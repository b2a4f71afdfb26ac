//! # Compiler Error Types
//!
//! [`GrammarError`] reports problems with the grammar model itself, found
//! while it is flattened into productions. [`CompileError`] covers everything
//! that can go wrong afterwards: lexer automaton construction, unresolved
//! parse table conflicts, and rejection of the finished tables by the runtime.
use crate::lr::Conflict;
use thiserror::Error;

/// The grammar model is malformed.
#[derive(Debug, Clone, PartialEq, Eq, Error)]
pub enum GrammarError {
    #[error("grammar has no rules")]
    Empty,

    #[error("rule `{0}` is defined more than once")]
    DuplicateRule(String),

    #[error("rule `{rule}` refers to undefined symbol `{symbol}`")]
    UndefinedSymbol { rule: String, symbol: String },

    #[error("start rule `{0}` must not be a token")]
    TerminalStartRule(String),

    #[error("word token `{0}` must name a pattern rule")]
    InvalidWord(String),

    #[error("extra `{0}` must be a string, a pattern or a token rule")]
    InvalidExtra(String),

    #[error("token `{0}` matches the empty string")]
    EmptyToken(String),

    #[error("invalid pattern `{pattern}`: {message}")]
    InvalidPattern { pattern: String, message: String },

    #[error("rule `{0}` expands to too many alternatives")]
    TooManyAlternatives(String),
}

/// A grammar could not be compiled into a language.
#[derive(Debug, Error)]
pub enum CompileError {
    #[error(transparent)]
    Grammar(#[from] GrammarError),

    /// Building the lexer automaton failed.
    #[error("lexer automaton: {0}")]
    Automaton(String),

    /// Conflicts that precedence and associativity do not resolve.
    #[error("{} unresolved parse table conflict(s)", .0.len())]
    Conflicts(Vec<Conflict>),

    /// More states, symbols or productions than the table layout can index.
    #[error("too many {0} for the table layout")]
    TooLarge(&'static str),

    #[error("compiled tables rejected: {0}")]
    Language(#[from] grove::LanguageError),
}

§ HOW TO COMPLETE THIS TASK: From the line that has "String, symbol: String" through the line that has "String, message: String", copy every line exactly as it appears above, and leave out all others.

§ YOUR RESPONSE:
    UndefinedSymbol { rule: String, symbol: String },

    #[error("start rule `{0}` must not be a token")]
    TerminalStartRule(String),

    #[error("word token `{0}` must name a pattern rule")]
    InvalidWord(String),

    #[error("extra `{0}` must be a string, a pattern or a token rule")]
    InvalidExtra(String),

    #[error("token `{0}` matches the empty string")]
    EmptyToken(String),

    #[error("invalid pattern `{pattern}`: {message}")]
    InvalidPattern { pattern: String, message: String },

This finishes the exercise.